Новокрещеного нарекли Гераклом. Епископ Малуанский все доискивался,
что это за святой, о котором он никогда не слыхал. Иезуит, отличавшийся большей
ученостью, объяснил, что это был угодник, совершивший двенадцать чудес. Было
еще тринадцатое, которое одно стоило остальных двенадцати, однако иезуиту не
пристало говорить о нем: оно состояло в превращении пятидесяти девиц в женщин
на протяжении одной ночи. Некий находившийся тут же забавник стал усиленно
восхвалять это чудо.
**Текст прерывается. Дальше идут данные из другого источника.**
impl NormalizedFieldSet {
    pub fn person_type(&self) -> PersonType {
        self.person_type
    }

    pub fn active(&self) -> bool {
        self.active
    }

    /// Documento formatado, `None` quando a planilha não tem documento.
    pub fn document(&self) -> Option<&str> {
        Some(self.document.as_str()).filter(|d| !d.is_empty())
    }

    pub fn get(&self, field: FormField) -> Option<&str> {
        if field.is_document() {
            return (field == self.person_type.document_field())
                .then(|| self.document())
                .flatten();
        }
        self.values.get(&field).map(|v| v.value.as_str())
    }

    /// Valor vindo da planilha (ignora padrões). Base da detecção de divergência.
    pub fn source_value(&self, field: FormField) -> Option<&str> {
        self.values
            .get(&field)
            .filter(|v| v.origin == ValueOrigin::Source)
            .map(|v| v.value.as_str())
    }

    pub fn is_defaulted(&self, field: FormField) -> bool {
        self.values
            .get(&field)
            .map(|v| v.origin == ValueOrigin::Default)
            .unwrap_or(false)
    }

    /// Campos que receberam valor padrão.
    pub fn defaulted(&self) -> Vec<FormField> {
        self.values
            .keys()
            .copied()
            .filter(|f| self.is_defaulted(*f))
            .collect()
    }

    /// Campos não identificadores, na ordem de preenchimento.
    pub fn inputs(&self) -> impl Iterator<Item = (FormField, &str)> {
        self.values.iter().map(|(f, v)| (*f, v.value.as_str()))
    }

    fn validate(&self) -> Result<(), String> {
        for field in FormField::REQUIRED {
            if self.values.get(&field).map_or(true, |v| v.value.is_empty()) {
                return Err(format!("campo obrigatório {} vazio", field));
            }
        }
        if !self.document.is_empty() && self.document.len() < self.person_type.document_len() {
            return Err(format!("documento com {} dígitos", self.document.len()));
        }
        for (field, value) in &self.values {
            if field.is_numeric() && !value.value.chars().all(|c| c.is_ascii_digit()) {
                return Err(format!("campo numérico {} com caracteres", field));
            }
        }
        Ok(())
    }
}

// ============================================================================
// TRANSFORMAÇÕES
// ============================================================================

/// Separa um endereço livre em (logradouro, número).
///
/// Ordem de tentativa:
/// 1. termina com "S/N", "SN" ou "S.N" → remove o marcador, número "S/N"
/// 2. tem vírgula e o trecho após a última começa com dígito → esse trecho é o número
/// 3. número no fim com sufixo curto ("123", "123 A", "123-B")
/// 4. número longo no fim ("12 KM"), aceito só se tiver até 15 caracteres
/// 5. nada encontrado → endereço inteiro, número "S/N"
pub fn split_address(raw: &str) -> (String, String) {
    let address = raw.trim();
    if address.is_empty() {
        return (String::new(), NO_NUMBER.to_string());
    }

    if let Some(street) = strip_no_number_marker(address) {
        return (street, NO_NUMBER.to_string());
    }

    if let Some((street, tail)) = address.rsplit_once(',') {
        let tail = tail.trim();
        if tail.chars().next().is_some_and(|c| c.is_ascii_digit()) {
            return (street.trim().to_string(), tail.to_string());
        }
    }

    if let Some((start, number)) = trailing(&TRAILING_NUMBER_RE, address) {
        return (address[..start].trim().to_string(), number.to_string());
    }

    if let Some((start, number)) = trailing(&TRAILING_PHRASE_RE, address) {
        if number.len() <= MAX_LONG_NUMBER_LEN {
            return (address[..start].trim().to_string(), number.to_string());
        }
    }

    (address.to_string(), NO_NUMBER.to_string())
}

/// Início do casamento e o número capturado.
fn trailing<'a>(re: &Regex, address: &'a str) -> Option<(usize, &'a str)> {
    let caps = re.captures(address)?;
    let start = caps.get(0)?.start();
    let number = caps.get(1)?.as_str().trim();
    Some((start, number))
}

/// Remove "S/N", "SN" ou "S.N" do fim, desde que sejam uma palavra isolada.
fn strip_no_number_marker(address: &str) -> Option<String> {
    let upper = address.to_ascii_uppercase();
    for marker in ["S/N", "S.N", "SN"] {
        if let Some(rest) = upper.strip_suffix(marker) {
            let boundary = rest
                .chars()
                .last()
                .map_or(true, |c| c.is_whitespace() || c == ',');
            if boundary {
                let street = address[..rest.len()]
                    .trim_end_matches(|c: char| c.is_whitespace() || c == ',');
                return Some(street.to_string());
            }
        }
    }
    None
}

/// Apenas os dígitos do valor.
pub fn digits_only(raw: &str) -> String {
    raw.chars().filter(|c| c.is_ascii_digit()).collect()
}

/// Formata CNPJ/CPF: só dígitos, zeros à esquerda até 14 (PJ) ou 11 (PF).
///
/// Entrada vazia (ou sem nenhum dígito) resulta em string vazia.
pub fn format_document(raw: &str, person_type: PersonType) -> String {
    let digits = digits_only(raw);
    if digits.is_empty() {
        return digits;
    }
    format!("{:0>width$}", digits, width = person_type.document_len())
}

/// Flag `indAtivoSimNao`: só um "Não" explícito desativa o cadastro.
pub fn is_active(flag: Option<&str>) -> bool {
    match flag {
        Some(v) => {
            let upper = v.trim().to_uppercase();
            upper != "NÃO" && upper != "NAO"
        }
        None => true,
    }
}

/// Normaliza um registro da planilha para o formulário remoto.
pub fn normalize(record: &SourceRecord, defaults: &RequiredDefaults) -> NormalizedFieldSet {
    use columns::*;

    let person_type = record.person_type;
    let mut values: BTreeMap<FormField, FieldValue> = BTreeMap::new();
    let mut put = |field: FormField, value: Option<String>| {
        if let Some(value) = value.filter(|v| !v.is_empty()) {
            values.insert(
                field,
                FieldValue {
                    value,
                    origin: ValueOrigin::Source,
                },
            );
        }
    };

    // Planilha processada já traz endereço e número separados; senão separamos aqui.
    let (street, number) = match record.get(ADDRESS_SPLIT) {
        Some(street) => (
            street.to_string(),
            record
                .get(ADDRESS_NUMBER)
                .map(str::to_string)
                .unwrap_or_else(|| NO_NUMBER.to_string()),
        ),
        None => split_address(record.get(ADDRESS).unwrap_or_default()),
    };

    put(FormField::TradeName, record.get(NAME).map(str::to_string));
    put(FormField::LegalName, record.get(LEGAL_NAME).map(str::to_string));
    put(FormField::Street, Some(street));
    put(FormField::Number, Some(number));
    put(FormField::Complement, record.get(COMPLEMENT).map(str::to_string));
    put(FormField::Neighborhood, record.get(NEIGHBORHOOD).map(str::to_string));
    put(FormField::PostalCode, record.get(POSTAL_CODE).map(digits_only));
    put(FormField::Phone, record.get(PHONE).map(digits_only));
    put(FormField::Email, record.get(EMAIL).map(str::to_string));

    let registration = match person_type {
        PersonType::Organization => FormField::StateRegistration,
        PersonType::Individual => FormField::IdentityNumber,
    };
    put(registration, record.get(STATE_REGISTRATION).map(str::to_string));
    put(
        FormField::MunicipalRegistration,
        record.get(MUNICIPAL_REGISTRATION).map(str::to_string),
    );

    for field in FormField::REQUIRED {
        if values.contains_key(&field) {
            continue;
        }
        if let Some(default) = defaults.get(field) {
            values.insert(
                field,
                FieldValue {
                    value: default.to_string(),
                    origin: ValueOrigin::Default,
                },
            );
        }
    }

    let set = NormalizedFieldSet {
        values,
        document: format_document(record.get(DOCUMENT).unwrap_or_default(), person_type),
        person_type,
        active: is_active(record.get(ACTIVE)),
    };

    if let Err(violation) = set.validate() {
        // Só acontece com padrões mal configurados (ex: telefone padrão com letras).
        tracing::warn!(key = %record.key, violation = %violation, "Conjunto normalizado fora do contrato");
    }

    set
}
Все дамы потупились и решили, что Простодушный, судя по
внешности, достоин того святого, имя которого получил.
Глава 5
Простодушный влюблен
Надо признаться, что после этих крестин и этого обеда м-ль
де Сент-Ив до страсти захотелось, чтобы г-н епископ сделал ее вместе с г-ном
Гераклом Простодушным участницей еще одного прекрасного таинства. Однако же,
будучи благовоспитанной и весьма скромной, она даже самой себе не решалась
сознаться до конца в своих нежных чувствах. Когда же вырывались у нее взгляд,
слово, движение или мысль, она обволакивала их покровом бесконечно милого
целомудрия. Она была нежная, живая и благонравная девушка.
Едва только г-н епископ уехал, Простодушный и м-ль де
Сент-Ив встретились как бы случайно, вовсе не помышляя о том, что искали этой
встречи. Они разговорились, не предвидя заранее, о чем поведут речь.
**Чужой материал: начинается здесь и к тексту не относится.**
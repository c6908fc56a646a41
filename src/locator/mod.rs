//! # Localizador de Registros
//!
//! Encontra a linha de um código na listagem do ERP e abre o formulário de
//! edição dela.
//!
//! ## Para todos entenderem:
//!
//! A busca rápida do ERP é por *substring*: pesquisar `150` traz `150`,
//! `1150`, `2150`... e a ordenação pode voltar invertida depois da busca.
//! Por isso o localizador:
//!
//! 1. pesquisa o código (se um aviso aparecer, fecha e pesquisa de novo);
//! 2. espera o código aparecer ou a listagem dizer "nenhum registro";
//! 3. volta para a página 1 e, se o primeiro código for grande demais,
//!    reordena em ordem crescente;
//! 4. procura a linha com o código *exato* (nunca prefixo), avançando
//!    algumas páginas se preciso;
//! 5. clica em editar e espera o formulário ficar pronto.

use serde::{Deserialize, Serialize};
use tracing::{debug, warn};

use crate::driver::{keys_match, Dialog, DialogKind, RemoteDriver, RowHandle};
use crate::errors::RecordFailure;
use crate::protocol::FormField;
use crate::wait::{await_condition, poll_until, WaitTimeouts};

/// Parâmetros da listagem.
#[derive(Debug, Clone, PartialEq, Serialize, Deserialize)]
#[serde(default)]
pub struct LocatorSettings {
    /// Cabeçalho clicado para ordenar por código.
    pub sort_column: String,
    /// Primeiro código acima disso indica ordem decrescente.
    pub sort_threshold: u64,
    /// Páginas extras visitadas quando o código não está na primeira.
    pub max_extra_pages: u32,
}

impl Default for LocatorSettings {
    fn default() -> Self {
        Self {
            sort_column: "Código".to_string(),
            sort_threshold: 100,
            max_extra_pages: 3,
        }
    }
}

/// Resultado de uma localização bem-sucedida: formulário já aberto.
#[derive(Debug, Clone, PartialEq, Eq)]
pub struct Located {
    pub row: RowHandle,
    /// Página (1-based) onde o código estava.
    pub page: u32,
}

enum SearchState {
    Settled,
    Dialog(Dialog),
}

pub struct RecordLocator<'a> {
    settings: &'a LocatorSettings,
    timeouts: &'a WaitTimeouts,
}

impl<'a> RecordLocator<'a> {
    pub fn new(settings: &'a LocatorSettings, timeouts: &'a WaitTimeouts) -> Self {
        Self { settings, timeouts }
    }

    pub async fn locate(&self, driver: &dyn RemoteDriver, key: &str) -> Result<Located, RecordFailure> {
        driver.search(key).await?;
        if let Some(dialog) = self.await_results(driver, key).await {
            warn!(key = %key, dialog = %dialog.text, "Aviso durante a pesquisa, pesquisando de novo");
            driver.dismiss_dialog().await?;
            driver.search(key).await?;
            if let Some(dialog) = self.await_results(driver, key).await {
                debug!(key = %key, dialog = %dialog.text, "Aviso repetido na pesquisa");
                driver.dismiss_dialog().await?;
            }
        }

        driver.first_page().await?;
        self.ensure_ascending(driver, key).await?;

        let (row, page) = self.scan_pages(driver, key).await?;
        debug!(key = %key, page = page, row = row.position, "Código encontrado");

        driver.click_edit(&row).await?;
        self.await_form(driver).await?;

        Ok(Located { row, page })
    }

    /// Espera o resultado da busca. Devolve o aviso, se um aparecer.
    async fn await_results(&self, driver: &dyn RemoteDriver, key: &str) -> Option<Dialog> {
        let state = poll_until(self.timeouts.search(), self.timeouts.interval(), move || async move {
            if let Ok(Some(dialog)) = driver.detect_dialog().await {
                if dialog.kind != DialogKind::Success {
                    return Some(SearchState::Dialog(dialog));
                }
            }
            if matches!(driver.find_row(key).await, Ok(Some(_))) {
                return Some(SearchState::Settled);
            }
            if driver.listing_empty().await.unwrap_or(false) {
                return Some(SearchState::Settled);
            }
            None
        })
        .await;

        match state {
            Some(SearchState::Dialog(dialog)) => Some(dialog),
            Some(SearchState::Settled) => None,
            None => {
                // Segue mesmo assim: o código pode estar em outra página.
                debug!(key = %key, "Prazo da pesquisa esgotado");
                None
            }
        }
    }

    async fn ensure_ascending(&self, driver: &dyn RemoteDriver, key: &str) -> Result<(), RecordFailure> {
        let rows = driver.visible_rows().await?;
        let Some(first) = rows.first() else {
            return Ok(());
        };
        let digits: String = first.key_text.chars().filter(|c| c.is_ascii_digit()).collect();
        let Ok(first_code) = digits.parse::<u64>() else {
            return Ok(());
        };

        if first_code > self.settings.sort_threshold && !keys_match(&first.key_text, key) {
            debug!(first = %first.key_text, "Listagem fora de ordem, reordenando");
            driver.sort_ascending_by(&self.settings.sort_column).await?;
            driver.first_page().await?;
        }
        Ok(())
    }

    async fn scan_pages(&self, driver: &dyn RemoteDriver, key: &str) -> Result<(RowHandle, u32), RecordFailure> {
        let mut page = 1;
        loop {
            if let Some(row) = driver.find_row(key).await? {
                return Ok((row, page));
            }
            if page > self.settings.max_extra_pages || !driver.next_page().await? {
                return Err(RecordFailure::NotFound {
                    key: key.to_string(),
                    pages_scanned: page,
                });
            }
            page += 1;
        }
    }

    async fn await_form(&self, driver: &dyn RemoteDriver) -> Result<(), RecordFailure> {
        let ready = await_condition(self.timeouts.form_ready(), self.timeouts.interval(), move || async move {
            for field in [FormField::LegalName, FormField::Cnpj, FormField::Cpf] {
                if driver.field_visible(field).await.unwrap_or(false) {
                    return true;
                }
            }
            false
        })
        .await;

        if ready {
            return Ok(());
        }

        match driver.detect_dialog().await? {
            Some(dialog) => {
                driver.dismiss_dialog().await?;
                Err(RecordFailure::FormTimeout(dialog.text))
            }
            None => Err(RecordFailure::FormTimeout(format!(
                "formulário não carregou em {}ms",
                self.timeouts.form_ready_ms
            ))),
        }
    }
}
Простодушный начал с того, что любит ее всем сердцем и что прекрасная Абакаба,
по которой он с ума сходил у себя на родине, никак не может сравниться с нею.
Барышня ответила с обычною своей скромностью, что надобно поскорее переговорить
об этом с его дядюшкой, г-ном приором, и с его тетушкой, что она, со своей
стороны, шепнет об этом словечко своему дорогому братцу, аббату де Сент-Ив, и
что она льстит себя надеждою на общее согласие.
Простодушный отвечает, что не нуждается ни в чьем согласии,
что находит крайне нелепым спрашивать у других совета, как ему следует поступить,
что раз обе стороны пришли к соглашению, нет надобности привлекать для
примирения их интересов третье лицо.
– Я ни у кого не спрашиваюсь, – сказал он, – когда мне
хочется завтракать, охотиться или спать; мне хорошо известно, что в делах любви
неплохо заручиться согласием той особы, к которой питаешь любовь; но так как
влюблен я не в дядюшку и не в тетушку, то не к ним надо обращаться мне по этому
делу, и вы тоже, поверьте мне, отлично обойдетесь без господина аббата де
Сент-Ив.
Красавица бретонка пустила, разумеется, в ход всю тонкость
своего ума, чтобы ввести гурона в границы приличия. Она даже разгневалась,
однако вскоре опять смягчилась. Неизвестно, к чему бы привел в конце концов
этот разговор, если бы на склоне дня г-н аббат не увел сестру в свое аббатство.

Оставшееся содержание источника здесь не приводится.